El hombre al que Michael había visto al principio estaba tumbado boca abajo, fuera de la trinchera, con un enorme desgarrón en la espalda del abrigo. Era pura sangre y destrucción.

Michael iba corriendo detrás de Sarah, con Bryson a su lado. Llegaron al borde del foso. Michael corrió por el lateral, buscando supervivientes, pero lo único que vio fue muerte. Observó cómo los cuerpos iban desapareciendo uno a uno.

Los tres amigos alcanzaron la escalerilla justo cuando el hombre que se encontraba fuera de la trinchera se volvió boca arriba. No estaba muerto, pero sí agonizante, y su mirada delataba que lo sabía.

Sarah empezó a descender por los peldaños, como Bryson. Michael estaba justo detrás de ellos cuando el hombre lo alcanzó, lo agarró por un brazo y lo obligó a volverse. Tenía una fuerza sorprendente a pesar de las condiciones en que se encontraba. El chico pudo zafarse, pero antes de girarse de nuevo, el moribundo empezó a murmurar algo, con los labios temblorosos por el esfuerzo y estremeciéndose de los pies a la cabeza.

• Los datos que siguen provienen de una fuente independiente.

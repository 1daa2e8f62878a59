use async_trait::async_trait;
use lazy_static::lazy_static;
use parking_lot::RwLock;
use tracing::debug;
use crate::core::events::DomainEvent;
use crate::core::library::LibraryError;
use crate::gateway::events::EventPublisher;

lazy_static! {
    static ref PUBLISHED: RwLock<Vec<DomainEvent>> = RwLock::new(vec![]);
}

// MemoryPublisher keeps events in a process-wide log for the in-memory store.
#[derive(Debug, Default)]
pub struct MemoryPublisher {}

impl MemoryPublisher {
    pub(crate) fn new() -> Self {
        Self {}
    }
}

// published_events returns the events recorded for one aggregate, oldest first
pub(crate) fn published_events(group: &str, key: &str) -> Vec<DomainEvent> {
    PUBLISHED.read().iter()
        .filter(|e| e.group == group && e.key == key)
        .cloned()
        .collect()
}

#[async_trait]
impl EventPublisher for MemoryPublisher {
    async fn create_topic(&self, topic: &str) -> Result<String, LibraryError> {
        Ok(topic.to_string())
    }

    async fn get_topics(&self) -> Result<Vec<String>, LibraryError> {
        let mut topics: Vec<String> = PUBLISHED.read().iter().map(|e| e.topic()).collect();
        topics.sort();
        topics.dedup();
        Ok(topics)
    }

    async fn publish(&self, event: &DomainEvent) -> Result<(), LibraryError> {
        debug!("recording {} for {} {}", event.name, event.group, event.key);
        PUBLISHED.write().push(event.clone());
        Ok(())
    }
}

#[cfg(test)]
mod tests {
    use crate::core::events::DomainEvent;
    use crate::gateway::events::EventPublisher;
    use crate::gateway::memory::publisher::{published_events, MemoryPublisher};

    #[tokio::test]
    async fn test_should_record_events_in_order() {
        let publisher = MemoryPublisher::new();
        let first = DomainEvent::added("borrow_added", "borrows", "memory-pub-1", &1).expect("build event");
        let second = DomainEvent::updated("borrow_returned", "borrows", "memory-pub-1", &2).expect("build event");
        publisher.publish(&first).await.expect("should publish");
        publisher.publish(&second).await.expect("should publish");
        let events = published_events("borrows", "memory-pub-1");
        assert_eq!(vec![first.event_id, second.event_id],
                   events.iter().map(|e| e.event_id.to_string()).collect::<Vec<String>>());
        let topics = publisher.get_topics().await.expect("should get topics");
        assert!(topics.contains(&"bookhive-borrow-returned".to_string()));
    }
}
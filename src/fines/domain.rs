pub mod model;
pub mod service;

use async_trait::async_trait;
use crate::core::library::LibraryResult;
use crate::fines::dto::FineDto;

#[async_trait]
pub(crate) trait FineService: Sync + Send {
    async fn assess_fine(&self, student_id: &str, borrow_id: &str, amount_cents: i64, reason: &str) -> LibraryResult<FineDto>;
    async fn list_unpaid(&self, student_id: &str) -> LibraryResult<Vec<FineDto>>;
    // newest first
    async fn list_fines(&self, student_id: &str) -> LibraryResult<Vec<FineDto>>;
    async fn outstanding_balance(&self, student_id: &str) -> LibraryResult<i64>;
    async fn pay(&self, student_id: &str, fine_id: &str) -> LibraryResult<FineDto>;
}
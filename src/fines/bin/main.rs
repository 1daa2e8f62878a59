include!("../../lib.rs");
use axum::{
    routing::{get, post},
    Router,
};
use lambda_http::{run, Error};
use crate::core::controller::{configure_dev_runtime, AppState};
use crate::fines::controller::{list_fines, pay_fine};
use crate::utils::logs::setup_tracing;

#[tokio::main]
async fn main() -> Result<(), Error> {
    setup_tracing();

    let state = AppState::from_env();
    configure_dev_runtime(&state);

    let app = Router::new()
        .route("/fines", get(list_fines))
        .route("/fines/:id/pay", post(pay_fine))
        .with_state(state);

    run(app).await
}
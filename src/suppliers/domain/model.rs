use chrono::{NaiveDateTime, Utc};
use serde::{Deserialize, Serialize};
use uuid::Uuid;
use crate::core::domain::Identifiable;
use crate::utils::date::serializer;

// SupplierEntity is a vendor books are bought from.
#[derive(Debug, PartialEq, Clone, Serialize, Deserialize)]
pub(crate) struct SupplierEntity {
    pub supplier_id: String,
    pub version: i64,
    pub branch_id: String,
    pub supplier_name: String,
    #[serde(default, skip_serializing_if = "Option::is_none")]
    pub contact: Option<String>,
    #[serde(default, skip_serializing_if = "Option::is_none")]
    pub location: Option<String>,
    #[serde(with = "serializer")]
    pub created_at: NaiveDateTime,
    #[serde(with = "serializer")]
    pub updated_at: NaiveDateTime,
}

impl SupplierEntity {
    pub fn new(branch_id: &str, supplier_name: &str) -> Self {
        Self {
            supplier_id: Uuid::new_v4().to_string(),
            version: 0,
            branch_id: branch_id.to_string(),
            supplier_name: supplier_name.trim().to_string(),
            contact: None,
            location: None,
            created_at: Utc::now().naive_utc(),
            updated_at: Utc::now().naive_utc(),
        }
    }

    // value of a searchable field, None for unknown fields
    pub fn field(&self, name: &str) -> Option<String> {
        match name {
            "name" | "supplier_name" => Some(self.supplier_name.to_string()),
            "contact" => Some(self.contact.clone().unwrap_or_default()),
            "location" => Some(self.location.clone().unwrap_or_default()),
            _ => None,
        }
    }
}

impl Identifiable for SupplierEntity {
    fn id(&self) -> String {
        self.supplier_id.to_string()
    }

    fn version(&self) -> i64 {
        self.version
    }
}

#[cfg(test)]
mod tests {
    use crate::suppliers::domain::model::SupplierEntity;

    #[tokio::test]
    async fn test_should_build_supplier() {
        let mut supplier = SupplierEntity::new("main", " Acme Books ");
        supplier.location = Some("Leeds".to_string());
        assert_eq!(Some("Acme Books".to_string()), supplier.field("name"));
        assert_eq!(Some("".to_string()), supplier.field("contact"));
        assert_eq!(Some("Leeds".to_string()), supplier.field("location"));
        assert_eq!(None, supplier.field("price"));
    }
}
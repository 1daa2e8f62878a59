use chrono::{NaiveDateTime, Utc};
use uuid::Uuid;
use serde::{Deserialize, Serialize};
use crate::core::domain::Identifiable;
use crate::core::library::BookStatus;
use crate::utils::date::serializer;

// BookEntity is a catalog title with a number of physical copies. Copies that are
// lent out are counted by total_copies - available_copies.
#[derive(Debug, PartialEq, Clone, Serialize, Deserialize)]
pub(crate) struct BookEntity {
    pub book_id: String,
    pub version: i64,
    pub branch_id: String,
    pub title: String,
    pub author: String,
    pub genre: String,
    pub shelf_location: String,
    #[serde(default, skip_serializing_if = "Option::is_none")]
    pub supplier_id: Option<String>,
    pub price_cents: i64,
    pub total_copies: i64,
    pub available_copies: i64,
    pub book_status: BookStatus,
    // lower-cased "title author genre" for keyword search
    pub search_text: String,
    #[serde(with = "serializer")]
    pub created_at: NaiveDateTime,
    #[serde(with = "serializer")]
    pub updated_at: NaiveDateTime,
}

impl BookEntity {
    pub fn new(branch_id: &str, title: &str, author: &str, total_copies: i64, price_cents: i64) -> Self {
        let mut book = Self {
            book_id: Uuid::new_v4().to_string(),
            version: 0,
            branch_id: branch_id.to_string(),
            title: title.trim().to_string(),
            author: author.trim().to_string(),
            genre: "".to_string(),
            shelf_location: "".to_string(),
            supplier_id: None,
            price_cents,
            total_copies,
            available_copies: total_copies,
            book_status: BookStatus::Available,
            search_text: "".to_string(),
            created_at: Utc::now().naive_utc(),
            updated_at: Utc::now().naive_utc(),
        };
        book.refresh();
        book
    }

    // refresh recomputes the derived attributes after copies or descriptive fields change
    pub fn refresh(&mut self) {
        self.book_status = BookStatus::from_copies(self.available_copies);
        self.search_text = format!("{} {} {}", self.title, self.author, self.genre).to_lowercase();
    }

    pub fn copies_on_loan(&self) -> i64 {
        self.total_copies - self.available_copies
    }
}

impl Identifiable for BookEntity {
    fn id(&self) -> String {
        self.book_id.to_string()
    }

    fn version(&self) -> i64 {
        self.version
    }
}
use axum::{
    extract::{Path, Query, State},
    http::HeaderMap,
    response::Json,
};
use serde_json::Value;
use crate::accounts::controller::authorize;
use crate::catalog::command::add_book_cmd::{AddBookCommand, AddBookCommandRequest, AddBookCommandResponse};
use crate::catalog::command::get_book_cmd::{GetBookCommand, GetBookCommandRequest, GetBookCommandResponse};
use crate::catalog::command::remove_book_cmd::{RemoveBookCommand, RemoveBookCommandRequest, RemoveBookCommandResponse};
use crate::catalog::command::search_books_cmd::{SearchBooksCommand, SearchBooksCommandRequest, SearchBooksCommandResponse};
use crate::catalog::command::update_book_cmd::{UpdateBookCommand, UpdateBookCommandRequest, UpdateBookCommandResponse};
use crate::catalog::domain::CatalogService;
use crate::catalog::factory;
use crate::core::command::Command;
use crate::core::controller::{AppState, json_to_server_error, ServerError};
use crate::core::library::Role;

// any member may browse the catalog, only librarians change it
async fn build_service(state: &AppState, headers: &HeaderMap, role: Option<Role>) -> Result<Box<dyn CatalogService>, ServerError> {
    let _ = authorize(state, headers, role).await?;
    Ok(factory::create_catalog_service(&state.config, state.store).await)
}

pub(crate) async fn search_books(
    State(state): State<AppState>,
    headers: HeaderMap,
    Query(req): Query<SearchBooksCommandRequest>) -> Result<Json<SearchBooksCommandResponse>, ServerError> {
    let svc = build_service(&state, &headers, None).await?;
    let res = SearchBooksCommand::new(svc).execute(req).await?;
    Ok(Json(res))
}

pub(crate) async fn add_book(
    State(state): State<AppState>,
    headers: HeaderMap,
    json: Json<Value>) -> Result<Json<AddBookCommandResponse>, ServerError> {
    let req: AddBookCommandRequest = serde_json::from_value(json.0).map_err(json_to_server_error)?;
    let svc = build_service(&state, &headers, Some(Role::Librarian)).await?;
    let res = AddBookCommand::new(svc).execute(req).await?;
    Ok(Json(res))
}

pub(crate) async fn find_book_by_id(
    State(state): State<AppState>,
    headers: HeaderMap,
    Path(book_id): Path<String>) -> Result<Json<GetBookCommandResponse>, ServerError> {
    let svc = build_service(&state, &headers, None).await?;
    let res = GetBookCommand::new(svc).execute(GetBookCommandRequest { book_id }).await?;
    Ok(Json(res))
}

pub(crate) async fn update_book(
    State(state): State<AppState>,
    headers: HeaderMap,
    Path(book_id): Path<String>,
    json: Json<Value>) -> Result<Json<UpdateBookCommandResponse>, ServerError> {
    let mut req: UpdateBookCommandRequest = serde_json::from_value(json.0).map_err(json_to_server_error)?;
    req.book_id = book_id;
    let svc = build_service(&state, &headers, Some(Role::Librarian)).await?;
    let res = UpdateBookCommand::new(svc).execute(req).await?;
    Ok(Json(res))
}

pub(crate) async fn remove_book(
    State(state): State<AppState>,
    headers: HeaderMap,
    Path(book_id): Path<String>) -> Result<Json<RemoveBookCommandResponse>, ServerError> {
    let svc = build_service(&state, &headers, Some(Role::Librarian)).await?;
    let res = RemoveBookCommand::new(svc).execute(RemoveBookCommandRequest { book_id }).await?;
    Ok(Json(res))
}
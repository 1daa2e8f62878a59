use async_trait::async_trait;
use serde::{Deserialize, Serialize};
use crate::books::dto::BookDto;
use crate::catalog::domain::CatalogService;
use crate::core::command::{Command, CommandError};

pub(crate) struct SearchBooksCommand {
    catalog_service: Box<dyn CatalogService>,
}

impl SearchBooksCommand {
    pub(crate) fn new(catalog_service: Box<dyn CatalogService>) -> Self {
        Self {
            catalog_service,
        }
    }
}

#[derive(Debug, Default, Deserialize)]
pub(crate) struct SearchBooksCommandRequest {
    pub keyword: Option<String>,
    pub field: Option<String>,
    #[serde(default)]
    pub available_only: bool,
}

#[derive(Debug, Serialize)]
pub(crate) struct SearchBooksCommandResponse {
    pub books: Vec<BookDto>,
}

#[async_trait]
impl Command<SearchBooksCommandRequest, SearchBooksCommandResponse> for SearchBooksCommand {
    async fn execute(&self, req: SearchBooksCommandRequest) -> Result<SearchBooksCommandResponse, CommandError> {
        self.catalog_service.search_books(req.keyword.as_deref(), req.field.as_deref(), req.available_only)
            .await.map_err(CommandError::from).map(|books| SearchBooksCommandResponse { books })
    }
}
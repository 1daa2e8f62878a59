use async_trait::async_trait;
use serde::{Deserialize, Serialize};
use crate::core::command::{Command, CommandError};
use crate::suppliers::domain::SupplierService;
use crate::suppliers::dto::SupplierDto;

pub(crate) struct AddSupplierCommand {
    supplier_service: Box<dyn SupplierService>,
}

impl AddSupplierCommand {
    pub(crate) fn new(supplier_service: Box<dyn SupplierService>) -> Self {
        Self {
            supplier_service,
        }
    }
}

#[derive(Debug, Deserialize)]
pub(crate) struct AddSupplierCommandRequest {
    #[serde(alias = "name")]
    pub supplier_name: String,
    pub contact: Option<String>,
    pub location: Option<String>,
}

impl AddSupplierCommandRequest {
    pub fn new(supplier_name: &str) -> Self {
        Self {
            supplier_name: supplier_name.to_string(),
            contact: None,
            location: None,
        }
    }

    pub fn build_supplier(&self) -> SupplierDto {
        SupplierDto::new(self.supplier_name.as_str(), self.contact.clone(), self.location.clone())
    }
}

#[derive(Debug, Serialize)]
pub(crate) struct AddSupplierCommandResponse {
    pub supplier: SupplierDto,
}

#[async_trait]
impl Command<AddSupplierCommandRequest, AddSupplierCommandResponse> for AddSupplierCommand {
    async fn execute(&self, req: AddSupplierCommandRequest) -> Result<AddSupplierCommandResponse, CommandError> {
        self.supplier_service.add_supplier(&req.build_supplier())
            .await.map_err(CommandError::from).map(|supplier| AddSupplierCommandResponse { supplier })
    }
}

#[cfg(test)]
mod tests {
    use async_once::AsyncOnce;
    use lazy_static::lazy_static;
    use crate::core::command::Command;
    use crate::core::domain::Configuration;
    use crate::core::repository::RepositoryStore;
    use crate::suppliers::command::add_supplier_cmd::{AddSupplierCommand, AddSupplierCommandRequest};
    use crate::suppliers::factory;

    lazy_static! {
        static ref SUT_CMD : AsyncOnce<AddSupplierCommand> = AsyncOnce::new(async {
                let svc = factory::create_supplier_service(&Configuration::new("test"), RepositoryStore::InMemory).await;
                AddSupplierCommand::new(svc)
            });
    }

    #[tokio::test]
    async fn test_should_run_add_supplier() {
        let cmd = SUT_CMD.get().await;
        let res = cmd.execute(AddSupplierCommandRequest::new("Acme")).await.expect("should add supplier");
        assert_eq!("Acme", res.supplier.supplier_name.as_str());
    }
}
include!("../../lib.rs");
use axum::{
    routing::{get, post},
    Router,
};
use lambda_http::{run, Error};
use crate::circulation::controller::{book_history, borrow_book, list_borrowed, query_overdue, report_lost, return_book};
use crate::core::controller::{configure_dev_runtime, AppState};
use crate::utils::logs::setup_tracing;

#[tokio::main]
async fn main() -> Result<(), Error> {
    setup_tracing();

    let state = AppState::from_env();
    configure_dev_runtime(&state);

    let app = Router::new()
        .route("/circulation/borrow", post(borrow_book))
        .route("/circulation/borrowed", get(list_borrowed))
        .route("/circulation/overdue", get(query_overdue))
        .route("/circulation/books/:id/history", get(book_history))
        .route("/circulation/:id/return", post(return_book))
        .route("/circulation/:id/lost", post(report_lost))
        .with_state(state);

    run(app).await
}
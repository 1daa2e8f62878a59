use async_trait::async_trait;
use serde::{Deserialize, Serialize};
use crate::core::command::{Command, CommandError};
use crate::fines::domain::FineService;
use crate::fines::dto::FineDto;

pub(crate) struct PayFineCommand {
    fine_service: Box<dyn FineService>,
}

impl PayFineCommand {
    pub(crate) fn new(fine_service: Box<dyn FineService>) -> Self {
        Self {
            fine_service,
        }
    }
}

#[derive(Debug, Deserialize)]
pub(crate) struct PayFineCommandRequest {
    pub student_id: String,
    pub fine_id: String,
}

#[derive(Debug, Serialize)]
pub(crate) struct PayFineCommandResponse {
    pub fine: FineDto,
}

#[async_trait]
impl Command<PayFineCommandRequest, PayFineCommandResponse> for PayFineCommand {
    async fn execute(&self, req: PayFineCommandRequest) -> Result<PayFineCommandResponse, CommandError> {
        self.fine_service.pay(req.student_id.as_str(), req.fine_id.as_str())
            .await.map_err(CommandError::from).map(|fine| PayFineCommandResponse { fine })
    }
}

#[cfg(test)]
mod tests {
    use uuid::Uuid;
    use crate::core::command::{Command, CommandError};
    use crate::core::domain::Configuration;
    use crate::core::library::PaymentStatus;
    use crate::core::repository::RepositoryStore;
    use crate::fines::command::pay_fine_cmd::{PayFineCommand, PayFineCommandRequest};
    use crate::fines::factory;

    #[tokio::test]
    async fn test_should_run_pay_fine() {
        let svc = factory::create_fine_service(&Configuration::new("test"), RepositoryStore::InMemory).await;
        let student = Uuid::new_v4().to_string();
        let fine = svc.assess_fine(student.as_str(), "borrow", 4000, "Overdue by 4 days").await.expect("should assess");
        let cmd = PayFineCommand::new(svc);
        let res = cmd.execute(PayFineCommandRequest { student_id: student.to_string(), fine_id: fine.fine_id.to_string() })
            .await.expect("should pay fine");
        assert_eq!(PaymentStatus::Paid, res.fine.payment_status);
        let res = cmd.execute(PayFineCommandRequest { student_id: "other".to_string(), fine_id: fine.fine_id.to_string() }).await;
        assert!(matches!(res, Err(CommandError::Access { .. })));
    }
}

Michael se acercó más aún, pues creía que había oído su nombre.

—¿Qué has dicho? —preguntó.

El soldado hizo un último esfuerzo para hablar y lo soltó de sopetón. Michael oyó hasta la última palabra.

—Cuidado con Kaine. No es quien crees.

Entonces el hombre murió, y su maltrecho cuerpo se desvaneció en el aire.